Victoria’s Budj Bim region has become the first Australian site to be recognised on the UNESCO World Heritage List for its Aboriginal cultural values alone.

Gunditjmara Traditional Owners attended the World Heritage Committee meeting in Baku, Azerbaijan to witness the announcement of Budj Bim’s listing.

“This is a very special day for our community. This landscape, which we have cared for over thousands of years, is so important to Gunditjmara People,” said Gunditjmara Elder Denise Lovett.

“The decision also recognises Budj Bim’s significance to all of humanity.

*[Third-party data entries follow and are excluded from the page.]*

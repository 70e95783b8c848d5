//! REST API server for analytics collection and summary
//!
//! Every failure is scoped to its request and reported inside the JSON
//! payload; handlers always answer 200 and never propagate an error past
//! the HTTP boundary. Each request opens its own store handle, so no
//! state survives between requests.

use anyhow::Result;
use axum::{
    extract::{Query, State},
    response::Json,
    routing::get,
    Router,
};
use chrono::Utc;
use serde::Serialize;
use std::collections::HashMap;
use std::sync::Arc;
use tower_http::cors::CorsLayer;
use tracing::{info, warn};

use crate::config::Config;
use crate::storage::{SheetStore, StoreResult};

use super::engine::AnalyticsEngine;
use super::models::Summary;
use super::normalizer::SubmissionInput;

/// API server for the analytics endpoints
pub struct AnalyticsApiServer {
    config: Config,
}

impl AnalyticsApiServer {
    /// Create a new API server
    pub fn new(config: Config) -> Self {
        Self { config }
    }

    /// Start the API server
    pub async fn start(self) -> Result<()> {
        let addr = format!("0.0.0.0:{}", self.config.port);
        let app = self.build_router();

        info!("Starting analytics API server on {}", addr);

        let listener = tokio::net::TcpListener::bind(&addr).await?;
        axum::serve(listener, app).await?;

        Ok(())
    }

    /// Build the API router
    pub fn build_router(self) -> Router {
        let engine = AnalyticsEngine::new(self.config.recent_limit);
        let shared_state = Arc::new(ApiState {
            config: self.config,
            engine,
        });

        Router::new()
            .route("/ping", get(ping))
            .route("/submit", get(submit_query).post(submit_body))
            .route("/summary", get(summary))
            .layer(CorsLayer::permissive())
            .with_state(shared_state)
    }
}

/// Shared API state
struct ApiState {
    config: Config,
    engine: AnalyticsEngine,
}

impl ApiState {
    /// Per-request store handle.
    fn open_store(&self) -> SheetStore {
        SheetStore::open(&self.config.data_dir, self.config.lock_wait())
    }
}

/// Submission response payload
#[derive(Debug, Serialize)]
#[serde(tag = "result", rename_all = "lowercase")]
pub enum SubmitResponse {
    Success { row: u64 },
    Error { message: String },
}

/// Summary response payload
#[derive(Debug, Serialize)]
#[serde(tag = "result", rename_all = "lowercase")]
pub enum SummaryResponse {
    Success { summary: Summary },
    Error { message: String },
}

// API handlers

async fn ping() -> Json<serde_json::Value> {
    Json(serde_json::json!({
        "status": "ok",
        "message": format!("cuemaster-analytics {}", env!("CARGO_PKG_VERSION")),
    }))
}

async fn submit_query(
    State(state): State<Arc<ApiState>>,
    Query(params): Query<HashMap<String, String>>,
) -> Json<SubmitResponse> {
    Json(process_submission(&state, SubmissionInput::from_query(params)).await)
}

async fn submit_body(State(state): State<Arc<ApiState>>, body: String) -> Json<SubmitResponse> {
    Json(process_submission(&state, SubmissionInput::from_json_str(&body)).await)
}

async fn process_submission(
    state: &ApiState,
    input: StoreResult<SubmissionInput>,
) -> SubmitResponse {
    let input = match input {
        Ok(input) => input,
        Err(e) => {
            warn!("Rejected submission: {}", e);
            return SubmitResponse::Error {
                message: e.to_string(),
            };
        }
    };

    let record = input.normalize(Utc::now());
    let store = state.open_store();

    match store.append(&record).await {
        Ok(row) => SubmitResponse::Success { row },
        Err(e) => {
            warn!("Failed to append submission: {}", e);
            SubmitResponse::Error {
                message: e.to_string(),
            }
        }
    }
}

async fn summary(State(state): State<Arc<ApiState>>) -> Json<SummaryResponse> {
    let store = state.open_store();

    match store.scan().await {
        Ok(records) => Json(SummaryResponse::Success {
            summary: state.engine.summarize(&records),
        }),
        Err(e) => {
            warn!("Failed to compute summary: {}", e);
            Json(SummaryResponse::Error {
                message: e.to_string(),
            })
        }
    }
}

We are so proud to now be able to share our achievements and story with the world.”

Budj Bim Cultural Landscape has been recognised for its aquaculture system that manipulated water flows to ensure eels could be harvested year-round.

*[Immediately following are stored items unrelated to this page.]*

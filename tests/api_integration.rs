//! End-to-end tests driving the HTTP API against a scratch data dir

use axum::body::Body;
use axum::http::{Request, StatusCode};
use axum::Router;
use serde_json::Value;
use std::path::Path;
use tempfile::TempDir;
use tower::ServiceExt;

use cuemaster_analytics::analytics::AnalyticsApiServer;
use cuemaster_analytics::config::Config;
use cuemaster_analytics::storage::SheetStore;

fn test_config(data_dir: &Path) -> Config {
    Config {
        port: 0,
        data_dir: data_dir.to_path_buf(),
        lock_wait_secs: 5,
        recent_limit: 10,
    }
}

async fn initialized_router() -> (TempDir, Router) {
    let dir = TempDir::new().unwrap();
    let config = test_config(dir.path());
    SheetStore::open(&config.data_dir, config.lock_wait())
        .setup()
        .await
        .unwrap();
    let router = AnalyticsApiServer::new(config).build_router();
    (dir, router)
}

async fn send(router: &Router, request: Request<Body>) -> Value {
    let response = router.clone().oneshot(request).await.unwrap();
    assert_eq!(response.status(), StatusCode::OK);
    let bytes = axum::body::to_bytes(response.into_body(), usize::MAX)
        .await
        .unwrap();
    serde_json::from_slice(&bytes).unwrap()
}

fn get(uri: &str) -> Request<Body> {
    Request::builder().uri(uri).body(Body::empty()).unwrap()
}

fn post_json(uri: &str, body: &str) -> Request<Body> {
    Request::builder()
        .method("POST")
        .uri(uri)
        .header("content-type", "application/json")
        .body(Body::from(body.to_string()))
        .unwrap()
}

#[tokio::test]
async fn ping_reports_service_version() {
    let (_dir, router) = initialized_router().await;
    let body = send(&router, get("/ping")).await;

    assert_eq!(body["status"], "ok");
    assert!(body["message"]
        .as_str()
        .unwrap()
        .starts_with("cuemaster-analytics"));
}

#[tokio::test]
async fn submit_then_summary_end_to_end() {
    let (_dir, router) = initialized_router().await;

    let body = send(
        &router,
        post_json("/submit", r#"{"totalSessions": 3, "totalTimeMs": 120000}"#),
    )
    .await;
    assert_eq!(body["result"], "success");
    assert_eq!(body["row"], 1);

    let body = send(&router, get("/summary")).await;
    assert_eq!(body["result"], "success");
    let summary = &body["summary"];
    assert_eq!(summary["count"], 1);
    assert_eq!(summary["totalSessions"], 3);
    // Two minutes is 0.0 hours at one decimal place.
    assert_eq!(summary["totalTimeHours"], 0.0);
}

#[tokio::test]
async fn submit_accepts_flat_query_params() {
    let (_dir, router) = initialized_router().await;

    let body = send(
        &router,
        get("/submit?userId=player-7&luckFlips=10&luckHeads=6&luckTails=4"),
    )
    .await;
    assert_eq!(body["result"], "success");

    let body = send(&router, get("/summary")).await;
    let summary = &body["summary"];
    assert_eq!(summary["totalFlips"], 10);
    assert_eq!(summary["totalHeads"], 6);
    assert_eq!(summary["totalTails"], 4);
}

#[tokio::test]
async fn submit_accepts_json_data_envelope() {
    let (_dir, router) = initialized_router().await;

    let body = send(
        &router,
        get("/submit?data=%7B%22userId%22%3A%22player-9%22%2C%22totalSessions%22%3A2%7D"),
    )
    .await;
    assert_eq!(body["result"], "success");

    let body = send(&router, get("/summary")).await;
    assert_eq!(body["summary"]["totalSessions"], 2);
}

#[tokio::test]
async fn malformed_body_is_an_error_payload_not_a_500() {
    let (_dir, router) = initialized_router().await;

    let body = send(&router, post_json("/submit", "{definitely not json")).await;
    assert_eq!(body["result"], "error");
    assert!(body["message"].as_str().unwrap().contains("Malformed"));

    // Nothing was appended.
    let body = send(&router, get("/summary")).await;
    assert_eq!(body["summary"]["count"], 0);
}

#[tokio::test]
async fn uninitialized_store_asks_for_setup() {
    let dir = TempDir::new().unwrap();
    let router = AnalyticsApiServer::new(test_config(dir.path())).build_router();

    let body = send(&router, post_json("/submit", "{}")).await;
    assert_eq!(body["result"], "error");
    assert!(body["message"].as_str().unwrap().contains("setup"));

    let body = send(&router, get("/summary")).await;
    assert_eq!(body["result"], "error");
}

#[tokio::test]
async fn weighted_averages_across_submissions() {
    let (_dir, router) = initialized_router().await;

    send(
        &router,
        post_json(
            "/submit",
            r#"{"tempoAvgShotTime": 10, "tempoTotalShots": 2, "velocityAvgSpeed": 18, "velocityBreaks": 3, "velocityMaxSpeed": 22.46}"#,
        ),
    )
    .await;
    send(
        &router,
        post_json(
            "/submit",
            r#"{"tempoAvgShotTime": 20, "tempoTotalShots": 1, "velocityAvgSpeed": 24, "velocityBreaks": 1, "velocityMaxSpeed": 21}"#,
        ),
    )
    .await;

    let summary = send(&router, get("/summary")).await["summary"].clone();
    assert_eq!(summary["avgShotTime"], 13.33);
    assert_eq!(summary["avgBreakSpeed"], 19.5);
    assert_eq!(summary["maxBreakSpeed"], 22.5);
    assert_eq!(summary["totalShots"], 3);
    assert_eq!(summary["totalBreaks"], 4);
}

#[tokio::test]
async fn summary_is_stable_between_submissions() {
    let (_dir, router) = initialized_router().await;
    send(&router, post_json("/submit", r#"{"totalSessions": 1}"#)).await;

    let first = send(&router, get("/summary")).await;
    let second = send(&router, get("/summary")).await;
    assert_eq!(first, second);
}

#[tokio::test]
async fn recency_view_returns_latest_ten_reversed() {
    let (_dir, router) = initialized_router().await;

    for i in 1..=12 {
        let payload = format!(
            r#"{{"userId": "integration-test-user", "totalSessions": {}}}"#,
            i
        );
        let body = send(&router, post_json("/submit", &payload)).await;
        assert_eq!(body["result"], "success");
        assert_eq!(body["row"], i);
    }

    let summary = send(&router, get("/summary")).await["summary"].clone();
    let recent = summary["recentSubmissions"].as_array().unwrap();
    assert_eq!(recent.len(), 10);
    assert_eq!(recent[0]["sessions"], 12);
    assert_eq!(recent[9]["sessions"], 3);
    assert_eq!(recent[0]["identity"], "integrat…");
}

#[tokio::test]
async fn concurrent_submissions_each_append_one_row() {
    let (_dir, router) = initialized_router().await;

    let mut handles = Vec::new();
    for i in 0..8 {
        let router = router.clone();
        handles.push(tokio::spawn(async move {
            let payload = format!(r#"{{"userId": "player-{}", "totalSessions": 1}}"#, i);
            let body = send(&router, post_json("/submit", &payload)).await;
            assert_eq!(body["result"], "success");
        }));
    }
    for handle in handles {
        handle.await.unwrap();
    }

    let summary = send(&router, get("/summary")).await["summary"].clone();
    assert_eq!(summary["count"], 8);
    assert_eq!(summary["uniqueUsers"], 8);
    assert_eq!(summary["totalSessions"], 8);
}

#[tokio::test]
async fn profile_fields_default_and_booleans_decode() {
    let (_dir, router) = initialized_router().await;

    send(
        &router,
        post_json(
            "/submit",
            r#"{"signedIn": "true", "proUser": "1", "timezone": "undefined"}"#,
        ),
    )
    .await;
    send(&router, post_json("/submit", "{}")).await;

    let summary = send(&router, get("/summary")).await["summary"].clone();
    assert_eq!(summary["signedInUsers"], 1);
    assert_eq!(summary["proUsers"], 1);
    // Both rows fell back to the anonymous identity.
    assert_eq!(summary["uniqueUsers"], 1);
}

The system has been carbon dated at 6,600 years old and includes stone channels, weirs and dams hundreds of metres long, dug out of basalt lava flow.

The southwest Victorian region also holds proof of permanent Gunditjmara settlement in the area in the form of over 300 round, basalt stone houses.

For the past five years Gunditjmara Traditional Owners have worked with the Victorian and Federal Governments in developing Budj Bim’s nomination for a World Heritage listing.

“The Gunditjmara People have managed their Country for thousands of years and pursued Budj Bim’s World Heritage listing over several decades – it’s wonderful to see their ingenuity and determination globally recognised,” said Victorian Minister for Aboriginal Affairs Gavin Jennings.

The Victorian Government has also invested $13 million into protecting Budj Bim as it develops into a globally celebrated tourism destination.

A statement from the Victorian government said this investment also supports “self-determination for the Gunditjmara People in sharing the land with the rest of the world.”

“We will continue to support the Gunditjmara people in taking a self-determination approach as they lead the protection and development of this remarkable landscape and share it sustainably with the world,” said Member for Western Victoria Gayle Tierney.

Budj Bim is now the 20th area on the World Heritage List for Australia and the second for Victoria together with the Royal Exhibition Building and Carlton Gardens.